Hi everyone,
Just been reading some of your messages and sending you all love and the strength to get through another day. I lost my partner if 21 years on the 2nd of July and feel it so acutely every day. No matter what I’m doing it’s like an app of extreme sadness in the background that stops me from being fully present. Unstoppable random tears spring out and I just have to let it out. He was diagnosed with metastatic pancreatic cancer in April and went down hill so fast. He suffered horribly with pain the entire time and his happy go lucky personality completely changed. I keep replaying his last weeks in my mind as he became practically non verbal and was so emancipated he looked like a skeleton with skin on it, it ripped my heart into a million pieces. I keep wondering if he could still hear me, what he was feeling inside and if he knew he was dying. It still feels so unreal that I’ll never see him again or have a cuddle. When I see a rainbow or something else my first thought is that I’ll text him and share it and then realise I can’t. It hurts so much. I’m finding it difficult to see a future without him, I feel like half a person.
My husband died a few days ago from Pulmonary Fibrosis, his decline was rapid too. A friend of ours had pancreatic cancer and your story is identical. When he was in the last stages and barely conscious a wedding ceremony for his daughter was held in his room. His wife said when a hymn was sung he opened his eyes and looked cross at being disturbed. Also when another friend was unconscious on morphine (brain tumour, we really have had some bad luck in our friendship group) I was sitting with him alone and I took the opportunity to squeeze his hand and told him not to worry we would look after his wife and she would have lots of support. For a few brief moments he stopped breathing but did restart. What those two little stories are trying to say is that yes I do think they can hear and aware of the love surrounding them. Wishing you peace and comfort
Hi there,
So sorry for your loss. It’s really hard with such a rapid descent as afterwards it feels like whiplash as you’ve no time to take anything in, just cope with the latest thing that’s happening that day. Never imagined I’d be in this position, he was always the well one and me the sickly one. I hope you’re managing. Sending love
I know what you mean…i keep thinking and wondering if David could hear me, he was unresponsive but still alive but his heart stopped in the end.
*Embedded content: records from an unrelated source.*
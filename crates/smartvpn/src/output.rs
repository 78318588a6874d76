//! Output formatting: table, JSON, YAML, plain.
//!
//! Renders view models in the format selected by `--output`. Table uses
//! `tabled`, structured formats use serde, plain emits one value per line.

use std::io::{self, IsTerminal, Write};

use owo_colors::OwoColorize;
use tabled::{Table, Tabled, settings::Style};

use crate::cli::{ColorMode, OutputFormat};
use crate::error::CliError;

// ── Color helpers ────────────────────────────────────────────────────

/// Determine whether color output should be enabled.
pub fn should_color(mode: &ColorMode) -> bool {
    match mode {
        ColorMode::Always => true,
        ColorMode::Never => false,
        ColorMode::Auto => io::stdout().is_terminal() && std::env::var("NO_COLOR").is_err(),
    }
}

/// Green when `good`, red otherwise.
pub fn status_paint(text: &str, good: bool, color: bool) -> String {
    match (color, good) {
        (false, _) => text.to_owned(),
        (true, true) => text.green().bold().to_string(),
        (true, false) => text.red().bold().to_string(),
    }
}

pub fn heading(text: &str, color: bool) -> String {
    if color {
        text.cyan().bold().to_string()
    } else {
        text.to_owned()
    }
}

// ── Render dispatchers ───────────────────────────────────────────────

/// Render a list of serde-serializable items in the chosen format.
///
/// - `table`: maps each item through `to_row` and builds a pretty table
/// - `json` / `json-compact` / `yaml`: serializes the original data via serde
/// - `plain`: calls `id_fn` on each item to emit one identifier per line
pub fn render_list<T, R>(
    format: &OutputFormat,
    data: &[T],
    to_row: impl Fn(&T) -> R,
    id_fn: impl Fn(&T) -> String,
) -> Result<String, CliError>
where
    T: serde::Serialize,
    R: Tabled,
{
    match format {
        OutputFormat::Table => {
            let rows: Vec<R> = data.iter().map(to_row).collect();
            Ok(render_table(&rows))
        }
        OutputFormat::Json => render_json(data, false),
        OutputFormat::JsonCompact => render_json(data, true),
        OutputFormat::Yaml => render_yaml(data),
        OutputFormat::Plain => Ok(data.iter().map(&id_fn).collect::<Vec<_>>().join("\n")),
    }
}

/// Render a single serde-serializable item in the chosen format.
///
/// Table rendering uses `detail_fn`, which returns a pre-formatted string.
pub fn render_single<T>(
    format: &OutputFormat,
    data: &T,
    detail_fn: impl Fn(&T) -> String,
    id_fn: impl Fn(&T) -> String,
) -> Result<String, CliError>
where
    T: serde::Serialize,
{
    match format {
        OutputFormat::Table => Ok(detail_fn(data)),
        OutputFormat::Json => render_json(data, false),
        OutputFormat::JsonCompact => render_json(data, true),
        OutputFormat::Yaml => render_yaml(data),
        OutputFormat::Plain => Ok(id_fn(data)),
    }
}

/// Print the rendered output to stdout, respecting quiet mode.
pub fn print_output(output: &str, quiet: bool) {
    if quiet || output.is_empty() {
        return;
    }
    let mut stdout = io::stdout().lock();
    let _ = writeln!(stdout, "{output}");
}

/// Key/value detail block: `label  value`, labels padded to one width.
pub fn detail_lines(pairs: &[(&str, String)]) -> String {
    let width = pairs.iter().map(|(k, _)| k.len()).max().unwrap_or(0);
    pairs
        .iter()
        .map(|(k, v)| format!("{k:<width$}  {v}"))
        .collect::<Vec<_>>()
        .join("\n")
}

// ── Format-specific renderers ────────────────────────────────────────

fn render_table<R: Tabled>(rows: &[R]) -> String {
    Table::new(rows).with(Style::rounded()).to_string()
}

fn render_json<T: serde::Serialize + ?Sized>(data: &T, compact: bool) -> Result<String, CliError> {
    let out = if compact {
        serde_json::to_string(data)?
    } else {
        serde_json::to_string_pretty(data)?
    };
    Ok(out)
}

fn render_yaml<T: serde::Serialize + ?Sized>(data: &T) -> Result<String, CliError> {
    Ok(serde_yaml::to_string(data)?)
}

#[cfg(test)]
#[allow(clippy::unwrap_used)]
mod tests {
    use super::*;

    #[derive(serde::Serialize)]
    struct Item {
        id: &'static str,
    }

    #[derive(Tabled)]
    struct ItemRow {
        #[tabled(rename = "ID")]
        id: &'static str,
    }

    #[test]
    fn plain_lists_one_id_per_line() {
        let items = [Item { id: "sg-1" }, Item { id: "us-1" }];
        let out = render_list(
            &OutputFormat::Plain,
            &items,
            |i| ItemRow { id: i.id },
            |i| i.id.to_owned(),
        )
        .unwrap();
        assert_eq!(out, "sg-1\nus-1");
    }

    #[test]
    fn compact_json_is_single_line() {
        let items = [Item { id: "sg-1" }];
        let out = render_list(
            &OutputFormat::JsonCompact,
            &items,
            |i| ItemRow { id: i.id },
            |i| i.id.to_owned(),
        )
        .unwrap();
        assert_eq!(out, r#"[{"id":"sg-1"}]"#);
    }

    #[test]
    fn table_has_header() {
        let items = [Item { id: "sg-1" }];
        let out = render_list(
            &OutputFormat::Table,
            &items,
            |i| ItemRow { id: i.id },
            |i| i.id.to_owned(),
        )
        .unwrap();
        assert!(out.contains("ID"));
        assert!(out.contains("sg-1"));
    }

    #[test]
    fn detail_lines_align_labels() {
        let out = detail_lines(&[("Status", "Connected".into()), ("Servers", "2".into())]);
        assert_eq!(out, "Status   Connected\nServers  2");
    }

    #[test]
    fn paint_without_color_is_identity() {
        assert_eq!(status_paint("Connected", true, false), "Connected");
    }
}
I have the same thoughts as you…did he know he was dying and what would he have thought, his disappointment if he did know. He always said he wanted to live to be 100 or more. We will get better it is just hell getting there.
My husband had a cardiac arrest. He lived 3 weeks after that in intensive care. He never regained consciousness. I visited him every day, talking to him constantly. At first I chatted about stuff as if he was going to recover and come home. When things were starting to look like he might not recover I spent hours telling him how much we needed and loved him. Eventually, when it became obvious that he wasn’t going to recover, I told him that I would always love him but I understood if he needed to leave us. There was never any reaction. Two days before they stopped life support he raised one hand slightly. I was overjoyed but they said it was because he was having silent seizures due to brain damage. He opened his eyes briefly but did not appear to look at anything.
With the benefit of hindsight it would have been kinder for him if he had died when he had the arrest. My CPR efforts were not beneficial for him. I know I had to try and I would be feeling guilty if I hadn’t.
I don’t know if he heard me talking to him. I don’t know if he hears me talking to him now, I do it all the time. I also write him a letter every day. I don’t know if he knows that. But it makes me feel better, so I will keep doing it. Xx
Whatever you do Willow112 if it helps you then keep doing it.
We all have our rituals and I believe they do help, they may change as our grief moves on and we need to meet different needs but if it helps us cope with our grief then its a good thing. Some of the things i do would make others question my sanity but I like and need my little quirky rituals so i will continue.